Leaving shoes at the door is partly practical — everyone has just been walking where a thousand other people have walked in just the last hour so the simple act of taking off shoes dramatically reduces the need for constant cleaning — and is a cultural practice.
Questions about purity and pollution have a long tradition here. We have read every day in the local papers about a temple in the neighboring state of Kerala that has a longstanding tradition of barring women between the ages of 10 and 50 from entering the temple of the celibate god. Recently the Supreme Court of India ordered that women of all ages should be allowed to worship at this temple. However, crowds of men have (mostly) kept the women out of the temple.
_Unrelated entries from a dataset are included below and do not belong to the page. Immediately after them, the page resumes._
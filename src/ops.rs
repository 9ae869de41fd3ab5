use std::{
    cmp::{Ordering, Reverse},
    collections::HashMap,
};

use tracing::{debug, trace};
use unicode_normalization::{char::is_combining_mark, UnicodeNormalization};

use crate::{
    errors::Error,
    projection::{self, Projection},
    types::{Customer, CustomerId, Dataset, EnrichedTransaction, Joined, Transaction},
    view::{CustomerFilter, SortKey, ViewState},
};

/// Joins each transaction to the customer named by its `customer_id`, keeping transaction order.
///
/// Transactions whose customer cannot be found are recorded as [`Error::UnresolvedReference`]
/// in [`Joined::unresolved`] and left out of the result. The join runs on every recompute, so it
/// only logs them at `debug`; [`TransactionView`](crate::view::TransactionView) warns once.
pub fn join(customers: &[Customer], transactions: &[Transaction]) -> Joined {
    let names: HashMap<CustomerId, &str> = customers
        .iter()
        .map(|customer| (customer.id, customer.name.as_str()))
        .collect();
    let mut joined = Joined {
        transactions: Vec::with_capacity(transactions.len()),
        unresolved: Vec::new(),
    };
    for transaction in transactions {
        match names.get(&transaction.customer_id) {
            Some(name) => joined
                .transactions
                .push(EnrichedTransaction::new(transaction.clone(), *name)),
            None => {
                let error = Error::UnresolvedReference {
                    transaction: transaction.id,
                    customer: transaction.customer_id,
                };
                debug!("Skipping transaction: {error}");
                joined.unresolved.push(error);
            }
        }
    }
    trace!(
        "Joined {} of {} transactions",
        joined.transactions.len(),
        transactions.len()
    );
    joined
}

/// Keeps only the transactions matching `customer`. Names compare exactly, case-sensitive.
///
/// [`CustomerFilter::All`] returns the input unchanged.
pub fn filter(
    mut transactions: Vec<EnrichedTransaction>,
    customer: &CustomerFilter,
) -> Vec<EnrichedTransaction> {
    if let CustomerFilter::Named(name) = customer {
        transactions.retain(|transaction| transaction.name == *name);
    }
    transactions
}

/// Orders transactions by `key`. The sort is stable, so ties keep their incoming order, and
/// [`SortKey::MostRelevant`] leaves the order untouched.
pub fn sort(mut transactions: Vec<EnrichedTransaction>, key: SortKey) -> Vec<EnrichedTransaction> {
    match key {
        SortKey::MostRelevant => {}
        SortKey::LowestAmount => transactions.sort_by(|a, b| a.amount().cmp(&b.amount())),
        SortKey::HighestAmount => transactions.sort_by(|a, b| b.amount().cmp(&a.amount())),
        SortKey::NameAscending => transactions.sort_by_cached_key(|t| collation_key(&t.name)),
        SortKey::NameDescending => {
            transactions.sort_by_cached_key(|t| Reverse(collation_key(&t.name)))
        }
        SortKey::Oldest => transactions.sort_by(|a, b| a.date().cmp(&b.date())),
        SortKey::MostRecent => transactions.sort_by(|a, b| b.date().cmp(&a.date())),
    }
    transactions
}

/// Sort key for names, compared level by level: base letters ignoring accents and case, then
/// accents, then case with lowercase first. `"alice" < "Alice" < "Émile" < "Eve"`.
type CollationKey = (String, String, Vec<bool>);

fn collation_key(name: &str) -> CollationKey {
    let decomposed: String = name.nfd().collect();
    let base: String = decomposed
        .chars()
        .filter(|c| !is_combining_mark(*c))
        .collect();
    let uppercase = base.chars().map(char::is_uppercase).collect();
    (base.to_lowercase(), decomposed.to_lowercase(), uppercase)
}

/// Compares two names the way the name orderings do
pub(crate) fn compare_names(a: &str, b: &str) -> Ordering {
    collation_key(a).cmp(&collation_key(b))
}

/// Runs the whole pipeline for one [`ViewState`]: join, filter, sort, project.
///
/// Returns the projection along with any references the join could not resolve.
pub fn compute(dataset: &Dataset, state: &ViewState) -> (Projection, Vec<Error>) {
    let Joined {
        transactions,
        unresolved,
    } = dataset.join();
    let transactions = filter(transactions, &state.customer);
    trace!("{} transactions after filtering", transactions.len());
    let transactions = sort(transactions, state.sort);
    (projection::project(&transactions), unresolved)
}
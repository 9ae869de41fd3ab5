//! Helpers for loading the dataset from CSV and writing view output

use std::io::{Read, Write};

use csv::Trim;
use serde::de::DeserializeOwned;
use tracing::info;

use crate::{
    errors::Error,
    projection::{ChartData, Row},
    types::{Customer, Dataset, Transaction},
};

/// Reads every record of a CSV stream, trimming whitespace around fields.
fn read_records<R, T>(reader: R) -> Result<Vec<T>, Error>
where
    R: Read,
    T: DeserializeOwned,
{
    let mut csv_reader = csv::ReaderBuilder::new()
        .trim(Trim::All)
        .from_reader(reader);
    let mut records = Vec::new();
    for record in csv_reader.deserialize() {
        records.push(record?);
    }
    Ok(records)
}

/// Loads customers from a CSV-formatted stream.
///
/// Expects input data in this format (including header):
/// ```csv
/// id, name
/// 1,  Alice
/// 2,  Bob
/// ```
pub fn load_customers_from_csv<R: Read>(reader: R) -> Result<Vec<Customer>, Error> {
    read_records(reader)
}

/// Loads transactions from a CSV-formatted stream.
///
/// Amounts are kept exactly as written and dates must be `YYYY-MM-DD`.
/// Expects input data in this format (including header):
/// ```csv
/// id, customer_id, amount, date
/// 10, 1,           50,     2024-01-01
/// 11, 1,           20.5,   2024-02-01
/// ```
pub fn load_transactions_from_csv<R: Read>(reader: R) -> Result<Vec<Transaction>, Error> {
    read_records(reader)
}

/// Loads customers and transactions and validates them into a [`Dataset`].
pub fn load_dataset<C, T>(customers: C, transactions: T) -> Result<Dataset, Error>
where
    C: Read,
    T: Read,
{
    let customers = load_customers_from_csv(customers)?;
    let transactions = load_transactions_from_csv(transactions)?;
    info!(
        "Loaded {} customers and {} transactions",
        customers.len(),
        transactions.len()
    );
    Dataset::new(customers, transactions)
}

/// Column names of the table, matching the fields of [`Row`]
const ROW_HEADERS: [&str; 4] = ["id", "name", "date", "amount"];

/// Outputs table rows to CSV, in order. The header is always written, so an empty view
/// still yields a table with no rows.
///
/// Output data will be in the form:
/// ```csv
/// id,name,date,amount
/// 11,Alice,2024-02-01,20
/// 10,Alice,2024-01-01,50
/// ```
pub fn write_rows_to_csv<W: Write>(writer: W, rows: &[Row]) -> Result<(), Error> {
    let mut csv_writer = csv::WriterBuilder::new()
        .has_headers(false)
        .from_writer(writer);
    csv_writer.write_record(ROW_HEADERS)?;
    for row in rows {
        csv_writer.serialize(row)?;
    }
    csv_writer.flush()?;
    Ok(())
}

/// Outputs chart data as a single JSON object with amounts as strings.
///
/// ```json
/// {"label":"Transaction Amount","labels":["Alice","Alice"],"values":["20","50"]}
/// ```
pub fn write_chart_to_json<W: Write>(mut writer: W, chart: &ChartData) -> Result<(), Error> {
    serde_json::to_writer(&mut writer, chart)?;
    writeln!(writer)?;
    Ok(())
}

#[cfg(test)]
mod tests {
    use std::io::Cursor;

    use chrono::NaiveDate;
    use rust_decimal_macros::dec;

    use crate::{
        ops,
        types::{CustomerId, TransactionId},
        view::{CustomerFilter, SortKey, ViewState},
    };

    use super::*;

    const CUSTOMERS_CSV: &[u8] = b"id,   name
1,    Alice
2,    Bob Smith
";

    const TRANSACTIONS_CSV: &[u8] = b"id,  customer_id,  amount,  date
10,  1,            50,      2024-01-01
11,  1,            20.1249,  2024-02-01
12,  2,            7.5,     2023-11-30
";

    #[test]
    fn test_read_with_whitespace() {
        let customers = load_customers_from_csv(Cursor::new(CUSTOMERS_CSV)).unwrap();
        assert_eq!(customers.len(), 2);
        assert_eq!(customers[1].id(), CustomerId::from(2));
        assert_eq!(customers[1].name(), "Bob Smith");

        let transactions = load_transactions_from_csv(Cursor::new(TRANSACTIONS_CSV)).unwrap();
        assert_eq!(transactions.len(), 3);
        assert_eq!(transactions[1].id(), TransactionId::from(11));
        assert_eq!(transactions[1].customer_id(), CustomerId::from(1));
        assert_eq!(transactions[1].amount(), dec!(20.1249));
        assert_eq!(transactions[1].amount().to_string(), "20.1249");
        assert_eq!(
            transactions[2].date(),
            "2023-11-30".parse::<NaiveDate>().unwrap()
        );
    }

    #[test]
    fn test_bad_date_is_a_load_error() {
        let input: &[u8] = b"id,customer_id,amount,date\n1,1,5,01/02/2024\n";
        match load_transactions_from_csv(Cursor::new(input)) {
            Err(Error::Load(_)) => {}
            other => panic!("Unexpected result: {other:?}"),
        }
    }

    #[test]
    fn test_bad_amount_is_a_load_error() {
        let input: &[u8] = b"id,customer_id,amount,date\n1,1,five,2024-01-02\n";
        assert!(matches!(
            load_transactions_from_csv(Cursor::new(input)),
            Err(Error::Load(_))
        ));
    }

    #[test]
    fn test_load_dataset_rejects_duplicates() {
        let customers: &[u8] = b"id,name\n1,Alice\n1,Bob\n";
        let result = load_dataset(Cursor::new(customers), Cursor::new(TRANSACTIONS_CSV));
        assert!(matches!(result, Err(Error::DuplicateCustomer(_))));
    }

    #[test]
    fn test_write_rows() {
        let dataset =
            load_dataset(Cursor::new(CUSTOMERS_CSV), Cursor::new(TRANSACTIONS_CSV)).unwrap();
        let state = ViewState {
            customer: CustomerFilter::Named("Alice".to_owned()),
            sort: SortKey::LowestAmount,
        };
        let (projection, _) = ops::compute(&dataset, &state);
        let mut output = vec![];
        write_rows_to_csv(&mut output, &projection.rows).unwrap();
        assert_eq!(
            String::from_utf8(output).unwrap(),
            "id,name,date,amount\n11,Alice,2024-02-01,20.1249\n10,Alice,2024-01-01,50\n"
        );
    }

    #[test]
    fn test_write_chart() {
        let dataset =
            load_dataset(Cursor::new(CUSTOMERS_CSV), Cursor::new(TRANSACTIONS_CSV)).unwrap();
        let (projection, _) = ops::compute(&dataset, &ViewState::default());
        let mut output = vec![];
        write_chart_to_json(&mut output, &projection.chart).unwrap();
        let value: serde_json::Value = serde_json::from_slice(&output).unwrap();
        assert_eq!(value["label"], "Transaction Amount");
        assert_eq!(
            value["labels"],
            serde_json::json!(["Alice", "Alice", "Bob Smith"])
        );
        assert_eq!(
            value["values"],
            serde_json::json!(["50", "20.1249", "7.5"])
        );
    }

    #[test]
    fn test_write_empty_rows_keeps_header() {
        let mut output = vec![];
        write_rows_to_csv(&mut output, &[]).unwrap();
        assert_eq!(String::from_utf8(output).unwrap(), "id,name,date,amount\n");
    }

    #[test]
    fn test_close_amounts_keep_their_order() {
        let transactions: &[u8] = b"id, customer_id, amount, date
10, 1,           1.004,  2024-01-01
11, 1,           1.001,  2024-01-02
12, 2,           0.005,  2024-01-03
";
        let dataset = load_dataset(Cursor::new(CUSTOMERS_CSV), Cursor::new(transactions)).unwrap();
        let state = ViewState {
            customer: CustomerFilter::All,
            sort: SortKey::LowestAmount,
        };
        let (projection, _) = ops::compute(&dataset, &state);
        let rows: Vec<_> = projection
            .rows
            .iter()
            .map(|row| (row.id, row.amount.to_string()))
            .collect();
        assert_eq!(
            rows,
            [
                (TransactionId::from(12), "0.005".to_owned()),
                (TransactionId::from(11), "1.001".to_owned()),
                (TransactionId::from(10), "1.004".to_owned()),
            ]
        );
    }
}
In response over a million women formed a 600-kilometer wall along the main highway of the state and brought traffic to a standstill for 15 minutes!
I have been wondering why women would want to worship in a temple where the deity did not want them until after chapel. This morning we visited with Dr. Rini Ralte, holder of two doctorate degrees (one with our own Dr. Katie Cannon) but who quickly corrected Dr. Sam Adams when he called her reverend doctor. Her particular Presbyterian denomination in the far Northeast of India (Mizoram) does not ordain women as ministers, although many denominations do. For 25 years Dr. Rini has taught women’s studies to both women and men who have gone on to serve their churches as ministers while that door has been closed to her.
Seen from this perspective the questions of honoring the sacred and avoiding pollution become ever more complicated and less and less clear as our amazing journey here continues.
Bill Reinhold is an alumnus at Union Presbyterian Seminary.